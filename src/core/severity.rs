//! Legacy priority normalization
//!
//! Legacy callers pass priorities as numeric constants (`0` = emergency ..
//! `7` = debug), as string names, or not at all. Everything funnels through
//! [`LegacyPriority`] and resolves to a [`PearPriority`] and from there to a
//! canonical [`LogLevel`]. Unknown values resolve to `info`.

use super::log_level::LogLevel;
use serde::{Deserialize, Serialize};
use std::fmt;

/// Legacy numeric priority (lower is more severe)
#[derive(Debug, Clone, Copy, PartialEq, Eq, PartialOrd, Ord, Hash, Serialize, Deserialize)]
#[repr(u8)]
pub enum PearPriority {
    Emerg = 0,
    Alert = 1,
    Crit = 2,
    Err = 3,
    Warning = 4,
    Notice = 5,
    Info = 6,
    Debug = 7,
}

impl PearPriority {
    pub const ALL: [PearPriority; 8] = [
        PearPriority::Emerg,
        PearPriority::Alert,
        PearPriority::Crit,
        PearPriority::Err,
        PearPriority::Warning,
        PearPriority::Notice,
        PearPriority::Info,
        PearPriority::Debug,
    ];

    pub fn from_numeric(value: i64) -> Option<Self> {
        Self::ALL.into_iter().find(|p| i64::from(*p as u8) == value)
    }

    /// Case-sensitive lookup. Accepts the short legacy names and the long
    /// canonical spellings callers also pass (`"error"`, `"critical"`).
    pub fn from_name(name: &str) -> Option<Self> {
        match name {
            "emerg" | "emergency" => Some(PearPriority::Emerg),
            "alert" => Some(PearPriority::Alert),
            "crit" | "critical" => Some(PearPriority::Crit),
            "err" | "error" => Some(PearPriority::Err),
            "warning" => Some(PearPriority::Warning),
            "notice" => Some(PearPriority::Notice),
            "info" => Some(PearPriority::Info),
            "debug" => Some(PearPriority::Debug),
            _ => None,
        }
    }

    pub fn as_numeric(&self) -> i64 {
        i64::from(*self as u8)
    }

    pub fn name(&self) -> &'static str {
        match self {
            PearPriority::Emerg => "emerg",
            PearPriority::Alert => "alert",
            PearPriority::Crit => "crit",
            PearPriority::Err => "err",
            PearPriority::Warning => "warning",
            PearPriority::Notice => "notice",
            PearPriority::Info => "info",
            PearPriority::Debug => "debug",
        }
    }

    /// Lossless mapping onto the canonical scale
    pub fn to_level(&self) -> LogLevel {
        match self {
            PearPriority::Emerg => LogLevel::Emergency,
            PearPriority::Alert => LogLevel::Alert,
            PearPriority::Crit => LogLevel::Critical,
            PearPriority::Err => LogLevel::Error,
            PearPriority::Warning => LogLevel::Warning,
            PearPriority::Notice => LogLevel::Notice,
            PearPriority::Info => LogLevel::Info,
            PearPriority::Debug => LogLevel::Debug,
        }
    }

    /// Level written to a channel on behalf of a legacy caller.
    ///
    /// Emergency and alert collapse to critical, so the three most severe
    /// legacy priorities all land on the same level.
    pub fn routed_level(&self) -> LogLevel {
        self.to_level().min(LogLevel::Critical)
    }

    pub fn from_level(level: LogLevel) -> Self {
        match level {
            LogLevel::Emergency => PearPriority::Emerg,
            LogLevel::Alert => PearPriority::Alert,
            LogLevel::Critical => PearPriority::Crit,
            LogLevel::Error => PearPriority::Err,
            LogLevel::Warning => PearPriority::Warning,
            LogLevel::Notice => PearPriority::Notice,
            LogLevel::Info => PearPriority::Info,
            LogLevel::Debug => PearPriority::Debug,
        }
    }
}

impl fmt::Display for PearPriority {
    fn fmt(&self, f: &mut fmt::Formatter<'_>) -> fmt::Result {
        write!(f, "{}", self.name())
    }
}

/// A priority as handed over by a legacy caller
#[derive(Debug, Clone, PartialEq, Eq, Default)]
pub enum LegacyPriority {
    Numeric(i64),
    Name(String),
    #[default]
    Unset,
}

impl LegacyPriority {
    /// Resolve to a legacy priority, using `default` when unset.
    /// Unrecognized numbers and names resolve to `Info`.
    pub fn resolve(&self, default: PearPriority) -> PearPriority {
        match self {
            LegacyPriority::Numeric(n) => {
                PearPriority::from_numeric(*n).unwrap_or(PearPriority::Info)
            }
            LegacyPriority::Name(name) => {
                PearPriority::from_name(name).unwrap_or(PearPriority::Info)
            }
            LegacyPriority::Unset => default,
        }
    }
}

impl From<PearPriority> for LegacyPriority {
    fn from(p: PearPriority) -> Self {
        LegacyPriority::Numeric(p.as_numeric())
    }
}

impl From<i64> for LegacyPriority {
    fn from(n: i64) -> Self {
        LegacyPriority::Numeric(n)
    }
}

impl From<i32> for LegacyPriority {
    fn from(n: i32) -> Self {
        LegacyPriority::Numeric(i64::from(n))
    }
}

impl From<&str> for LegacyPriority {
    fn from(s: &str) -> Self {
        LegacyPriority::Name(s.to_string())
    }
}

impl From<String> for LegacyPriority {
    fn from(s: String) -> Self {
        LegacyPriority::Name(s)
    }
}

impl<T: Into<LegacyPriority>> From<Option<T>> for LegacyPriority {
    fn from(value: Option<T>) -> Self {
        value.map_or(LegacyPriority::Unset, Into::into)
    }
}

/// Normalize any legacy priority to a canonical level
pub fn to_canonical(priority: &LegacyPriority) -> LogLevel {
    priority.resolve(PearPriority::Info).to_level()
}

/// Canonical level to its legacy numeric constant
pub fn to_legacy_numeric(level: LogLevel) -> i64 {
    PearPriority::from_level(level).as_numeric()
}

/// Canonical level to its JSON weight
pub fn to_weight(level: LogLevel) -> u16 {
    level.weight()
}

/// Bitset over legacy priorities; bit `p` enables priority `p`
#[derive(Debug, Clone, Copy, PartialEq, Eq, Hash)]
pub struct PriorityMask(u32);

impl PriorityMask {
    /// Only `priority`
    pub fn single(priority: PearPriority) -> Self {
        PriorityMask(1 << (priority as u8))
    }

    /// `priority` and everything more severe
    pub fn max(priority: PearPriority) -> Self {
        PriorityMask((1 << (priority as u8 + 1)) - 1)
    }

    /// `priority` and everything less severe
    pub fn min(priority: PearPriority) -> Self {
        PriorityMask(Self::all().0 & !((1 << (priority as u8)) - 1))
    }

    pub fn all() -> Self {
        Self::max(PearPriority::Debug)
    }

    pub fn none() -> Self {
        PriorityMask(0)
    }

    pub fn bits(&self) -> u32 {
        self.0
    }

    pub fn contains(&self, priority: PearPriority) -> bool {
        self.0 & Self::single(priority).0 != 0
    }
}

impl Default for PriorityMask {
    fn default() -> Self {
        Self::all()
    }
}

* * *

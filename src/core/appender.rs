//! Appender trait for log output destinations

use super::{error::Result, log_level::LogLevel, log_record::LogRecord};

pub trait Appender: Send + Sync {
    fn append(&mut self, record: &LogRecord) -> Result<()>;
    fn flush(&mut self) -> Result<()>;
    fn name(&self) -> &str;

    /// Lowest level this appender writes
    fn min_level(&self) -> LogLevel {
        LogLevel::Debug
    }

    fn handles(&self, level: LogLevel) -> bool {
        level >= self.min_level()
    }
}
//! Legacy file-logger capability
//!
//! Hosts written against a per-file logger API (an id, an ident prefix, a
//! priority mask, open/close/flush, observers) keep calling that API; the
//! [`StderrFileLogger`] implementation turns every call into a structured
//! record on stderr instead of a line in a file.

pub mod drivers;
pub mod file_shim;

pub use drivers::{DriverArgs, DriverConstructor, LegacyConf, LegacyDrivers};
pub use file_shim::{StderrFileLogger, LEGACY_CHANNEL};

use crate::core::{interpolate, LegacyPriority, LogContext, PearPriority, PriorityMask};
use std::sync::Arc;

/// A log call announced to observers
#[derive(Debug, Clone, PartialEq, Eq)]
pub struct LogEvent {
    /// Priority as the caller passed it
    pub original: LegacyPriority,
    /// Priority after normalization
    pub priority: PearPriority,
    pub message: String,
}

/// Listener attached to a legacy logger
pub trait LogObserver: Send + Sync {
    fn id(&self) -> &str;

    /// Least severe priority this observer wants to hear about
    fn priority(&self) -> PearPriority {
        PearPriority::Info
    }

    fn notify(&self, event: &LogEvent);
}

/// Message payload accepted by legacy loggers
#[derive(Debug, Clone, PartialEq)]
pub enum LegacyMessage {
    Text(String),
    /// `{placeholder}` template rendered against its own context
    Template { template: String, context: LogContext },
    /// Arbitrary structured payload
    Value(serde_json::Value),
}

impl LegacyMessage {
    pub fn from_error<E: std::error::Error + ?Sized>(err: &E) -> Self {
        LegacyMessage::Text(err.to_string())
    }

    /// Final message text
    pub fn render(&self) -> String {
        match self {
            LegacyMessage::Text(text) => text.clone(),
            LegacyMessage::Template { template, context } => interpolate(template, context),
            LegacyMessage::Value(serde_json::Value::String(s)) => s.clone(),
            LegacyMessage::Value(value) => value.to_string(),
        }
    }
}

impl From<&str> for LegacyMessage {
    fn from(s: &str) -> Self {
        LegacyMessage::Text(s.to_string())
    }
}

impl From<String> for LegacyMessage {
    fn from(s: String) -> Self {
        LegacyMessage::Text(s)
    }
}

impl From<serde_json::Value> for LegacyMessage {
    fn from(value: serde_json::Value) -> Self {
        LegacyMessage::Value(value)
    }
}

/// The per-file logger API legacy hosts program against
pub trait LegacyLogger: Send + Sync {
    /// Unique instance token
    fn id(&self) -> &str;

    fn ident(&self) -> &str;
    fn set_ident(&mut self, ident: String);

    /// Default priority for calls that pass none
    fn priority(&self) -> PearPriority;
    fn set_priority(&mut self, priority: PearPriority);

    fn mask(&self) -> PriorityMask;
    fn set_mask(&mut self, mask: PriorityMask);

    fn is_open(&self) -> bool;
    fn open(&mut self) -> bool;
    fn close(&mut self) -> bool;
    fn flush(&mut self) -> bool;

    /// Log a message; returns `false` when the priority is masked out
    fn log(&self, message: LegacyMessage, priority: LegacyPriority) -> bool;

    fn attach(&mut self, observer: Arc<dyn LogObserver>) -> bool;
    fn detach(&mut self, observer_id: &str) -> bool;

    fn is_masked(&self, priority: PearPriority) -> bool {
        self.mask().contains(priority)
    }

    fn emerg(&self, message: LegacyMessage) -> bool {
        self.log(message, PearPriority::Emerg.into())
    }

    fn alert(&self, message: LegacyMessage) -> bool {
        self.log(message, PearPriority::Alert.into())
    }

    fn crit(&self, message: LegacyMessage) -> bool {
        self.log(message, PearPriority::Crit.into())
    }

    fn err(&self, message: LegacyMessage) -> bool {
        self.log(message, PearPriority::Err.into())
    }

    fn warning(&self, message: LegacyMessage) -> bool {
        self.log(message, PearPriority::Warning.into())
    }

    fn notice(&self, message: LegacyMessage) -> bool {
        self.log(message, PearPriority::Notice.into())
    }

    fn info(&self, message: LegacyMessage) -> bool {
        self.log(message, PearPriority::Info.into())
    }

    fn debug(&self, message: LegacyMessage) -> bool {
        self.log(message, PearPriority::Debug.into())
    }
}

Task requirements | With the line holding "filename src/core/severity.rs" as the first and the line holding "use super::log_level::LogLevel;" as the last, set down that range of the entries above exactly, and nothing else.

Solution for this problem |
filename src/core/severity.rs
//! Legacy priority normalization
//!
//! Legacy callers pass priorities as numeric constants (`0` = emergency ..
//! `7` = debug), as string names, or not at all. Everything funnels through
//! [`LegacyPriority`] and resolves to a [`PearPriority`] and from there to a
//! canonical [`LogLevel`]. Unknown values resolve to `info`.

use super::log_level::LogLevel;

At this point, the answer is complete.